» **PROBLEM STATEMENT**: Provide again, from the entries below, every line from the one containing "self.by_url.get(url)" through the one containing "pub fn publications(&self)", exactly as written, and no other line.

Stored items
>>>>

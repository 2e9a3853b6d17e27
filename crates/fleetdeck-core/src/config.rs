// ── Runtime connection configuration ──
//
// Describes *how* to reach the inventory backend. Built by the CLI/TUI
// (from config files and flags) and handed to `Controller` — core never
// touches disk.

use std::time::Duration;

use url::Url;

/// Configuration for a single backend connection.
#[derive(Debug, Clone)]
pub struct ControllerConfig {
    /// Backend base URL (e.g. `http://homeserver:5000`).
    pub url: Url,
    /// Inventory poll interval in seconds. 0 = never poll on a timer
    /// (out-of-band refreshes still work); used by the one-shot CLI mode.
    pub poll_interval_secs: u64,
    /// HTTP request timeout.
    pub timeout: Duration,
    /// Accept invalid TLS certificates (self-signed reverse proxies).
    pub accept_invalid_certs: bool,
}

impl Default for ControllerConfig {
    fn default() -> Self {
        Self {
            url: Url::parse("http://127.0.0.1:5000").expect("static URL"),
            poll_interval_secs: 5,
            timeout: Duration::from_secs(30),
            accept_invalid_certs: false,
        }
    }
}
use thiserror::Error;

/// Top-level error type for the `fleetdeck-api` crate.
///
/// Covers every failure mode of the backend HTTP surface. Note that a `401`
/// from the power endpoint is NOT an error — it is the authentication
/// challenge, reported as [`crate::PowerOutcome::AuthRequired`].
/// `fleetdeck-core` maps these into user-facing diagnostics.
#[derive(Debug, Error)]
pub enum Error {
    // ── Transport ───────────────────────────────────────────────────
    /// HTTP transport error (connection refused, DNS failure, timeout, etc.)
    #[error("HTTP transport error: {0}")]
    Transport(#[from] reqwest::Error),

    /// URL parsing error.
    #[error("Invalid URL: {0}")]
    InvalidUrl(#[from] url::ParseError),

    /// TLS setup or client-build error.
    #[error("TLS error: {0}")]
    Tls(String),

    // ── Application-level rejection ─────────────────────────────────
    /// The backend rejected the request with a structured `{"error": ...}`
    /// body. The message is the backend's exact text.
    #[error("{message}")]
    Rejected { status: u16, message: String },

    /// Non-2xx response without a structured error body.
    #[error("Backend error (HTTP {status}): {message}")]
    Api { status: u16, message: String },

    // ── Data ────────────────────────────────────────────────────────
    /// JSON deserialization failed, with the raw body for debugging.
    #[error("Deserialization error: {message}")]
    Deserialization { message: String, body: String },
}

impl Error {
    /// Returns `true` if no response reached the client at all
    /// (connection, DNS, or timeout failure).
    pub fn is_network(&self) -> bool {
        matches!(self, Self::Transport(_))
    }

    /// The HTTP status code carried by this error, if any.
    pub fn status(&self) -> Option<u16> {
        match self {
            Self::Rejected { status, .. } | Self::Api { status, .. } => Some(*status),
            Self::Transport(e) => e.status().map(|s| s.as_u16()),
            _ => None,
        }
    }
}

<<<<
>>>>

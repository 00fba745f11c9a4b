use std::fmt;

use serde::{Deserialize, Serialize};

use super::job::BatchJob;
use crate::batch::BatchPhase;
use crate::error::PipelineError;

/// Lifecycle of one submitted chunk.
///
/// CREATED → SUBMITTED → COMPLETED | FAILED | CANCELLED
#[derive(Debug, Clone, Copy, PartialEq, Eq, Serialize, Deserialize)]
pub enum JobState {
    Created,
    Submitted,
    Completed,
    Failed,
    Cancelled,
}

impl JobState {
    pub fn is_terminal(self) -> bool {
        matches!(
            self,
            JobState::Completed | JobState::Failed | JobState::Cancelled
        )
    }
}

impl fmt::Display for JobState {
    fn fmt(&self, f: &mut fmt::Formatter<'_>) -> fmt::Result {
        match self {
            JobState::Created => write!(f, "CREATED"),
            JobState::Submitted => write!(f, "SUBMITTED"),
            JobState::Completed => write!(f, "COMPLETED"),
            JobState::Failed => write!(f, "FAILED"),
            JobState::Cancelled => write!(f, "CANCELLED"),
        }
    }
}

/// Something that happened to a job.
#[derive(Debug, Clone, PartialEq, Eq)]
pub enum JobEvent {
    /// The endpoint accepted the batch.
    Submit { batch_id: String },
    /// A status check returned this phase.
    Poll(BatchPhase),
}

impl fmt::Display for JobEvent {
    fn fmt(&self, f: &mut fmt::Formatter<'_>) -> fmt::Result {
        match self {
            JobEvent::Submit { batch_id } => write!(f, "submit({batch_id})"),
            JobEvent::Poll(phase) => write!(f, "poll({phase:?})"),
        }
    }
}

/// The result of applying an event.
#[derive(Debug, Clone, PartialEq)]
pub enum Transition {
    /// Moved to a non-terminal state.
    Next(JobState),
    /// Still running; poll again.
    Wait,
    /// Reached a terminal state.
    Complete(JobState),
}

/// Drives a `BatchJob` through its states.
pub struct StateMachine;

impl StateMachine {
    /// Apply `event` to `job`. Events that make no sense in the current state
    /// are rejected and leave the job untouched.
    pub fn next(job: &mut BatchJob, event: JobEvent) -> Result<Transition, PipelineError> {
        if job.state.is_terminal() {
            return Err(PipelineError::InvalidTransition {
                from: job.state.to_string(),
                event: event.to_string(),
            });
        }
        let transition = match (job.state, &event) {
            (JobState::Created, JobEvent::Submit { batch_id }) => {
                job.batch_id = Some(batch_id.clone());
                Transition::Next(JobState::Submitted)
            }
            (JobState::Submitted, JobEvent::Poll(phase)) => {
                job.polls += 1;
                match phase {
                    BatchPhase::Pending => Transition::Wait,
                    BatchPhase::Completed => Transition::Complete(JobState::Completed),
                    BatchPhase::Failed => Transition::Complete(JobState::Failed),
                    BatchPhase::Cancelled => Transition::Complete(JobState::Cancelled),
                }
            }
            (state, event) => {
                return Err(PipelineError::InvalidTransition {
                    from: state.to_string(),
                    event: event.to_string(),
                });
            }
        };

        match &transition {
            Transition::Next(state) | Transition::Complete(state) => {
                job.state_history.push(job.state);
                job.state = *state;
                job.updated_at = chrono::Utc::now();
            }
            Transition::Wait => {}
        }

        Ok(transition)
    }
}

<<<<
>>>>

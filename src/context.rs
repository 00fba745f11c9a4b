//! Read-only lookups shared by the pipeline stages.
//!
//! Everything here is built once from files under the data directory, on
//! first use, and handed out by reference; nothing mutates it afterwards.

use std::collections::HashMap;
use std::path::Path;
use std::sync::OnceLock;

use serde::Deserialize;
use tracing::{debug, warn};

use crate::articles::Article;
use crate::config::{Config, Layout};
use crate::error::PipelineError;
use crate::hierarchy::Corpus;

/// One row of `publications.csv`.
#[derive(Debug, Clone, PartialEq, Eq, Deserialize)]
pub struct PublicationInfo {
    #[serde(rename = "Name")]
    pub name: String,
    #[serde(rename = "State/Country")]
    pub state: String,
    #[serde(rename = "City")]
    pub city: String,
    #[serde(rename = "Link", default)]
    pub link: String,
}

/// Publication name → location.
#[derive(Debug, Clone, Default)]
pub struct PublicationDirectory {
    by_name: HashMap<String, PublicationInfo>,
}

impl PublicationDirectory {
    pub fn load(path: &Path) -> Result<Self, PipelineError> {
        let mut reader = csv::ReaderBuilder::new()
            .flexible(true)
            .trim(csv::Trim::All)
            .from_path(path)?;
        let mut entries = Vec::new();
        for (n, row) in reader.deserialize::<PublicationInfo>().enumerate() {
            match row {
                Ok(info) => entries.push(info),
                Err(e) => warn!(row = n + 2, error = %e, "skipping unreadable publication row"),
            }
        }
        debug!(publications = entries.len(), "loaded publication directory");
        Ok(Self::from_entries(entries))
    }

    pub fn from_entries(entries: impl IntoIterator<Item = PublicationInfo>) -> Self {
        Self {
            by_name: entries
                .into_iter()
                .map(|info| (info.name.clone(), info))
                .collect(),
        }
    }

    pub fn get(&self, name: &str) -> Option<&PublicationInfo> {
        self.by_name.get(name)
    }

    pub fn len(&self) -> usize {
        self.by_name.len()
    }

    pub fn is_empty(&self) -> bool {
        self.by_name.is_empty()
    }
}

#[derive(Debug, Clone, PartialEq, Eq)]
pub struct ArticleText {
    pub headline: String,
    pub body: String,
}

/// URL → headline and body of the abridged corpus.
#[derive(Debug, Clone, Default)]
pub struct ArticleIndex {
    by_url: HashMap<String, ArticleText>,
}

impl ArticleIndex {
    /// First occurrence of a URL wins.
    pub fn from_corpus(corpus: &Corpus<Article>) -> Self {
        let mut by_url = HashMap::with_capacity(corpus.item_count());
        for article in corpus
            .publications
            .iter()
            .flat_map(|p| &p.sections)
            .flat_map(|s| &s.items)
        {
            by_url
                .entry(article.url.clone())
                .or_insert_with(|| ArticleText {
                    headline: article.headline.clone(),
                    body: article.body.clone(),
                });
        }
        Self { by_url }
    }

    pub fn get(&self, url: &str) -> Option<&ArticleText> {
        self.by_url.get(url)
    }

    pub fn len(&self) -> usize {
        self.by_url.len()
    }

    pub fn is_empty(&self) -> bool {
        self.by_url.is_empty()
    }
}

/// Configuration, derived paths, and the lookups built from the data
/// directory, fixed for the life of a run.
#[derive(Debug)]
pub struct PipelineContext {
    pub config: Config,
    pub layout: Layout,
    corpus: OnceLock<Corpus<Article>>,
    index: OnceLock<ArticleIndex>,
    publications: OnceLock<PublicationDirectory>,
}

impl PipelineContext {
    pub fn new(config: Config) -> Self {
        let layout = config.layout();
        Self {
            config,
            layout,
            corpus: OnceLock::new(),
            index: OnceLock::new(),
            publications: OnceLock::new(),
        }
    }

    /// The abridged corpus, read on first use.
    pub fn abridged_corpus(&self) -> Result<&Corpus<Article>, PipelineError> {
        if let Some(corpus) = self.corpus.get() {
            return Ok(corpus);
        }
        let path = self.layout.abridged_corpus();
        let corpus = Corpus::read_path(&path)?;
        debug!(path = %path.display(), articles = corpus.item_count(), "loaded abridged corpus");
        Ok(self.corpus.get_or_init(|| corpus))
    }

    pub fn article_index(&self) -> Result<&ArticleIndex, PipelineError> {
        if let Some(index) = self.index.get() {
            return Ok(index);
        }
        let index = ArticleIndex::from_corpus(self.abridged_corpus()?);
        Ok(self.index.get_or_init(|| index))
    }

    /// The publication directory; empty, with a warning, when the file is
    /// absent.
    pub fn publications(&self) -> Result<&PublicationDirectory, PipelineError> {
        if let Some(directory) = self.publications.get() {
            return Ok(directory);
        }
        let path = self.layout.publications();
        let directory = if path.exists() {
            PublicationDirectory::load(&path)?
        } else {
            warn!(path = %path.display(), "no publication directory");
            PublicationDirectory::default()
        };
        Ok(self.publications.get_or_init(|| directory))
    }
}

<<<<

» **SOLUTION BELOW**:
        self.by_url.get(url)
    }

    pub fn len(&self) -> usize {
        self.by_url.len()
    }

    pub fn is_empty(&self) -> bool {
        self.by_url.is_empty()
    }
}

/// Configuration, derived paths, and the lookups built from the data
/// directory, fixed for the life of a run.
#[derive(Debug)]
pub struct PipelineContext {
    pub config: Config,
    pub layout: Layout,
    corpus: OnceLock<Corpus<Article>>,
    index: OnceLock<ArticleIndex>,
    publications: OnceLock<PublicationDirectory>,
}

impl PipelineContext {
    pub fn new(config: Config) -> Self {
        let layout = config.layout();
        Self {
            config,
            layout,
            corpus: OnceLock::new(),
            index: OnceLock::new(),
            publications: OnceLock::new(),
        }
    }

    /// The abridged corpus, read on first use.
    pub fn abridged_corpus(&self) -> Result<&Corpus<Article>, PipelineError> {
        if let Some(corpus) = self.corpus.get() {
            return Ok(corpus);
        }
        let path = self.layout.abridged_corpus();
        let corpus = Corpus::read_path(&path)?;
        debug!(path = %path.display(), articles = corpus.item_count(), "loaded abridged corpus");
        Ok(self.corpus.get_or_init(|| corpus))
    }

    pub fn article_index(&self) -> Result<&ArticleIndex, PipelineError> {
        if let Some(index) = self.index.get() {
            return Ok(index);
        }
        let index = ArticleIndex::from_corpus(self.abridged_corpus()?);
        Ok(self.index.get_or_init(|| index))
    }

    /// The publication directory; empty, with a warning, when the file is
    /// absent.
    pub fn publications(&self) -> Result<&PublicationDirectory, PipelineError> {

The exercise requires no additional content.